Lead shot inside doubled truck tire inner tubes cut into 14" pieces, then cable tie the ends. Each one ends up weighing 40# or so, and they can be nestled into odd shaped spaces.
 
Lead shot inside doubled truck tire inner tubes cut into 14" pieces, then cable tie the ends. Each one ends up weighing 40# or so, and they can be nestled into odd shaped spaces.

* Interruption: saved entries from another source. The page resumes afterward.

use approx::assert_abs_diff_eq;

use crate::config::StopWordLanguage;
use crate::error::RecommendError;
use crate::similarity::{align, pairwise_cosine, ContentSimilarity};
use crate::stopwords::StopWords;
use crate::tfidf::TfIdfVectorizer;

fn english() -> StopWords {
    StopWords::for_language(StopWordLanguage::English)
}

const TITLES: [(u64, &str); 4] = [
    (10, "cats and dogs"),
    (20, "dogs only"),
    (30, "cars"),
    (40, "fast cars and cats"),
];

#[test]
fn test_pairwise_cosine_symmetric_with_unit_diagonal() {
    crate::tests::init();
    let docs: Vec<&str> = TITLES.iter().map(|(_, t)| *t).collect();
    let tfidf = TfIdfVectorizer::new(english()).fit_transform(&docs);
    let s = pairwise_cosine(&tfidf);
    let n = docs.len();
    assert_eq!(s.len(), n * n);
    for i in 0..n {
        assert_eq!(s[i * n + i], 1.0);
        for j in 0..n {
            assert_eq!(s[i * n + j], s[j * n + i]);
            assert!((0.0..=1.0).contains(&s[i * n + j]));
        }
    }
    // cats/dogs vs dogs only share a term, cats/dogs vs cars do not
    assert!(s[1] > 0.0);
    assert_eq!(s[2], 0.0);
}

#[test]
fn test_align_reindexes_by_id() {
    // corpus order [20, 10], axis [10, 20, 30]
    let raw = vec![
        1.0, 0.3, //
        0.3, 1.0,
    ];
    let aligned = align(&raw, &[20, 10], &[10, 20, 30]).unwrap();
    assert_eq!(
        aligned,
        vec![
            1.0, 0.3, 0.0, //
            0.3, 1.0, 0.0, //
            0.0, 0.0, 0.0,
        ]
    );

    let asym = vec![
        1.0, 0.7, //
        0.2, 1.0,
    ];
    let aligned = align(&asym, &[20, 10], &[10, 20]).unwrap();
    // row 10 of the corpus is raw row 1
    assert_eq!(aligned, vec![1.0, 0.2, 0.7, 1.0]);
}

#[test]
fn test_align_rejects_non_square_input() {
    let err = align(&[1.0, 0.0, 0.0], &[1, 2], &[1, 2]).unwrap_err();
    assert!(matches!(err, RecommendError::Alignment(_)));
}

#[test]
fn test_build_independent_of_title_order() {
    crate::tests::init();
    let axis = [10, 20, 30, 40];
    let forward = ContentSimilarity::build(&axis, TITLES.iter().copied(), english()).unwrap();
    let backward =
        ContentSimilarity::build(&axis, TITLES.iter().rev().copied(), english()).unwrap();
    for (a, b) in forward.data.iter().zip(&backward.data) {
        assert_abs_diff_eq!(a, b, epsilon = 1e-12);
    }
    assert!(forward.get(0, 1) > 0.0);
    assert_eq!(forward.get(0, 2), 0.0);
    assert!(forward.get(2, 3) > 0.0);
}

#[test]
fn test_missing_titles_zero_filled() {
    // 50 is on the axis but untitled, 99 is titled but off the axis,
    // 60 keeps no term after stopword removal
    let titles = vec![(10, "cats and dogs"), (99, "cats"), (20, "dogs"), (60, "the only")];
    let s = ContentSimilarity::build(&[10, 20, 50, 60], titles, english()).unwrap();
    assert_eq!(s.nitems, 4);
    assert_eq!(s.has_title, vec![true, true, false, false]);
    assert!(s.row(2).iter().all(|&x| x == 0.0));
    assert!(s.row(3).iter().all(|&x| x == 0.0));
    assert_eq!(s.get(1, 1), 1.0);
}

#[test]
fn test_first_title_wins() {
    let titles = vec![(1, "cars"), (2, "cars"), (1, "boats")];
    let s = ContentSimilarity::build(&[1, 2], titles, english()).unwrap();
    assert_abs_diff_eq!(s.get(0, 1), 1.0, epsilon = 1e-12);
}

#[test]
fn test_mean_of_rows() {
    let s = ContentSimilarity::build(&[10, 20, 30, 40], TITLES.iter().copied(), english()).unwrap();
    let mean = s.mean_of_rows(&[0, 2]);
    for j in 0..4 {
        assert_abs_diff_eq!(mean[j], (s.get(0, j) + s.get(2, j)) / 2.0, epsilon = 1e-12);
    }
    assert_eq!(s.mean_of_rows(&[]), vec![0.0; 4]);
}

And, if new lead shot is too spendy, you can go to your local scrap metal yard and buy lead pigs, or you can scrounge the lead from plumbers, tire shops (wheel weights), indoor firing ranges, battery recyclers, and so on... your creativity is the limit. Y ou can easily melt it and pour it into a wooden box form or a coffee can. Put those in your bilge as they are clean, odor free, dry, and very easy to carry and stow. If you are really obsessed, you can make molds that fit between your frames just so, and each pig will fit perfectly.

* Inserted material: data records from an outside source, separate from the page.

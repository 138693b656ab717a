//! Offline ranking metrics over every user of a model.
//!
//! Ground truth for a user is the set of items with a positive weight in the
//! interaction matrix. Each metric is computed per user at cutoff `k` and
//! averaged:
//!
//! - Precision@K = hits / k
//! - Recall@K    = hits / |relevant| (0 when nothing is relevant)
//! - MRR         = 1 / rank of the first hit (0 without a hit)
//! - NDCG@K      = DCG / IDCG with gain `1 / log2(position + 2)`

use std::collections::HashSet;

use log::info;
use serde::Serialize;

use crate::builder::RecommenderModel;
use crate::dataset::PostId;
use crate::error::Result;

#[derive(Debug, Clone, Copy, Default, PartialEq, Serialize)]
pub struct EvaluationReport {
    pub k: usize,
    pub users: usize,
    pub precision_at_k: f64,
    pub recall_at_k: f64,
    pub mrr: f64,
    pub ndcg_at_k: f64,
}

/// Metrics of one ranked list against one relevant set.
#[derive(Debug, Clone, Copy, Default, PartialEq)]
pub struct UserMetrics {
    pub precision: f64,
    pub recall: f64,
    pub reciprocal_rank: f64,
    pub ndcg: f64,
}

pub fn user_metrics(recommended: &[PostId], relevant: &HashSet<PostId>, k: usize) -> UserMetrics {
    if k == 0 {
        return UserMetrics::default();
    }
    let top = &recommended[..recommended.len().min(k)];
    let hits = top.iter().filter(|p| relevant.contains(p)).count();

    let precision = hits as f64 / k as f64;
    let recall = if relevant.is_empty() {
        0.0
    } else {
        hits as f64 / relevant.len() as f64
    };
    let reciprocal_rank = top
        .iter()
        .position(|p| relevant.contains(p))
        .map(|i| 1.0 / (i + 1) as f64)
        .unwrap_or(0.0);

    let gain = |i: usize| 1.0 / ((i + 2) as f64).log2();
    let dcg: f64 = top
        .iter()
        .enumerate()
        .filter(|(_, p)| relevant.contains(p))
        .map(|(i, _)| gain(i))
        .sum();
    let idcg: f64 = (0..relevant.len().min(k)).map(gain).sum();
    let ndcg = if idcg > 0.0 { dcg / idcg } else { 0.0 };

    UserMetrics {
        precision,
        recall,
        reciprocal_rank,
        ndcg,
    }
}

/// Score every user at cutoff `k` with blend weight `alpha` and average.
pub fn evaluate(model: &RecommenderModel, k: usize, alpha: f64) -> Result<EvaluationReport> {
    info!("Evaluating recommendations at k={} alpha={}", k, alpha);
    let scorer = model.scorer();
    let all = scorer.recommend_all(k, alpha)?;
    let post_ids = model.matrix.post_ids();

    let mut sums = UserMetrics::default();
    for (row, (_, recs)) in all.iter().enumerate() {
        let relevant: HashSet<PostId> = model
            .matrix
            .interacted_items(row)
            .into_iter()
            .map(|i| post_ids[i])
            .collect();
        let ids: Vec<PostId> = recs.iter().map(|s| s.post_id).collect();
        let m = user_metrics(&ids, &relevant, k);
        sums.precision += m.precision;
        sums.recall += m.recall;
        sums.reciprocal_rank += m.reciprocal_rank;
        sums.ndcg += m.ndcg;
    }

    let users = all.len();
    let n = users.max(1) as f64;
    let report = EvaluationReport {
        k,
        users,
        precision_at_k: sums.precision / n,
        recall_at_k: sums.recall / n,
        mrr: sums.reciprocal_rank / n,
        ndcg_at_k: sums.ndcg / n,
    };
    info!("Evaluation: {:?}", report);
    Ok(report)
}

Lead shot in inner tubes (I love that idea, Delfin) or lead pigs are also easy to adjust, and easy to remove when you want to clean or paint the bilges.

In a Grand Banks, knock-downs, broaching and pitch-poling are remote possibilities, so attaching the ballast, or pouring it in place are probably not going to be required.

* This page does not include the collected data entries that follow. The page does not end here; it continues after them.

use approx::assert_abs_diff_eq;

use crate::config::{Aggregation, InteractionWeights};
use crate::dataset::{InteractionRecord, InteractionType::*};
use crate::error::RecommendError;
use crate::factorization::LatentFactors;
use crate::interaction::InteractionMatrix;

fn matrix(log: Vec<InteractionRecord>) -> InteractionMatrix {
    let weights = InteractionWeights::default().with(Viewed, Some(0.0));
    InteractionMatrix::from_records(log, &weights, Aggregation::Sum)
        .unwrap()
        .0
}

fn square() -> InteractionMatrix {
    matrix(vec![
        InteractionRecord::new(1, 1, Liked),
        InteractionRecord::new(1, 3, Rated),
        InteractionRecord::new(2, 2, Rated),
        InteractionRecord::new(2, 3, Liked),
        InteractionRecord::new(3, 1, Rated),
        InteractionRecord::new(3, 2, Liked),
    ])
}

#[test]
fn test_full_rank_reconstructs_exactly() {
    crate::tests::init();
    let m = square();
    let f = LatentFactors::fit(&m, 3).unwrap();
    assert_eq!(f.rank, 3);
    assert!(!f.was_clamped());

    let rebuilt = f.reconstruct();
    for (a, b) in rebuilt.iter().zip(&m.data) {
        assert_abs_diff_eq!(a, b, epsilon = 1e-9);
    }
}

#[test]
fn test_rank_is_clamped() {
    crate::tests::init();
    let m = square();
    let f = LatentFactors::fit(&m, 50).unwrap();
    assert_eq!(f.rank, 3);
    assert_eq!(f.requested_rank, 50);
    assert!(f.was_clamped());
    assert_eq!(f.user_factors.len(), 3 * 3);
    assert_eq!(f.item_factors.len(), 3 * 3);
}

#[test]
fn test_zero_rank_rejected() {
    let err = LatentFactors::fit(&square(), 0).unwrap_err();
    assert!(matches!(err, RecommendError::Factorization(_)));
}

#[test]
fn test_singular_values_descending() {
    let f = LatentFactors::fit(&square(), 3).unwrap();
    assert!(f
        .singular_values
        .windows(2)
        .all(|w| w[0] >= w[1]));
    assert!(f.singular_values[0] > 0.0);
}

#[test]
fn test_wide_matrix_uses_transpose() {
    crate::tests::init();
    // 2 users × 4 posts
    let m = matrix(vec![
        InteractionRecord::new(1, 1, Liked),
        InteractionRecord::new(1, 2, Rated),
        InteractionRecord::new(1, 4, Liked),
        InteractionRecord::new(2, 3, Rated),
        InteractionRecord::new(2, 4, Liked),
    ]);
    assert_eq!(m.shape(), (2, 4));
    let f = LatentFactors::fit(&m, 10).unwrap();
    assert_eq!(f.rank, 2);

    for u in 0..2 {
        let predicted = f.predict(u);
        assert_eq!(predicted.len(), 4);
        for (a, b) in predicted.iter().zip(m.user_row(u)) {
            assert_abs_diff_eq!(a, b, epsilon = 1e-9);
        }
    }
}

#[test]
fn test_truncation_keeps_dominant_direction() {
    // rank-1 matrix: every row a multiple of [1, 2, 0]
    let m = matrix(vec![
        InteractionRecord::new(1, 1, Liked),
        InteractionRecord::new(1, 2, Rated),
        InteractionRecord::new(2, 1, Rated),
        InteractionRecord::new(2, 2, Rated),
        InteractionRecord::new(2, 2, Rated),
        InteractionRecord::new(3, 1, Liked),
        InteractionRecord::new(3, 2, Rated),
        InteractionRecord::new(3, 3, Viewed),
    ]);
    let f = LatentFactors::fit(&m, 1).unwrap();
    assert_eq!(f.rank, 1);
    for (a, b) in f.reconstruct().iter().zip(&m.data) {
        assert_abs_diff_eq!(a, b, epsilon = 1e-9);
    }
}

#[test]
fn test_zero_row_predicts_zero() {
    // user 2 only viewed, and viewed weighs 0 here
    let m = matrix(vec![
        InteractionRecord::new(1, 1, Liked),
        InteractionRecord::new(1, 2, Rated),
        InteractionRecord::new(2, 1, Viewed),
        InteractionRecord::new(3, 2, Liked),
    ]);
    let f = LatentFactors::fit(&m, 2).unwrap();
    let row = m.user_index(2).unwrap();
    for p in f.predict(row) {
        assert_abs_diff_eq!(p, 0.0, epsilon = 1e-9);
    }
}

#[test]
fn test_all_zero_matrix_skips_decomposition() {
    let m = matrix(vec![
        InteractionRecord::new(1, 1, Viewed),
        InteractionRecord::new(2, 2, Viewed),
    ]);
    let f = LatentFactors::fit(&m, 5).unwrap();
    assert_eq!(f.rank, 2);
    assert!(f.reconstruct().iter().all(|&x| x == 0.0));
}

A final thought, perhaps the design team at Grand Banks or the Grand Banks Owners Forum could provide more specific information.
 
And, if new lead shot is too spendy, you can go to your local scrap metal yard and buy lead pigs, or you can scrounge the lead from plumbers, tire shops (wheel weights), indoor firing ranges, battery recyclers, and so on... your creativity is the limit. Y ou can easily melt it and pour it into a wooden box form or a coffee can. Put those in your bilge as they are clean, odor free, dry, and very easy to carry and stow. If you are really obsessed, you can make molds that fit between your frames just so, and each pig will fit perfectly.

Lead shot in inner tubes (I love that idea, Delfin) or lead pigs are also easy to adjust, and easy to remove when you want to clean or paint the bilges.

In a Grand Banks, knock-downs, broaching and pitch-poling are remote possibilities, so attaching the ballast, or pouring it in place are probably not going to be required.

A final thought, perhaps the design team at Grand Banks or the Grand Banks Owners Forum could provide more specific information.
It wasn't my idea, but is sure works great. We used robust cable ties, one put on first to close the ends, then doubled the tail over and attached a second one to reduce the length and double seal it. What is nice is that they conform to pretty much whatever shape you have to work with. I stuffed around 1,000# under the generator stand, feeding them through the small opening available.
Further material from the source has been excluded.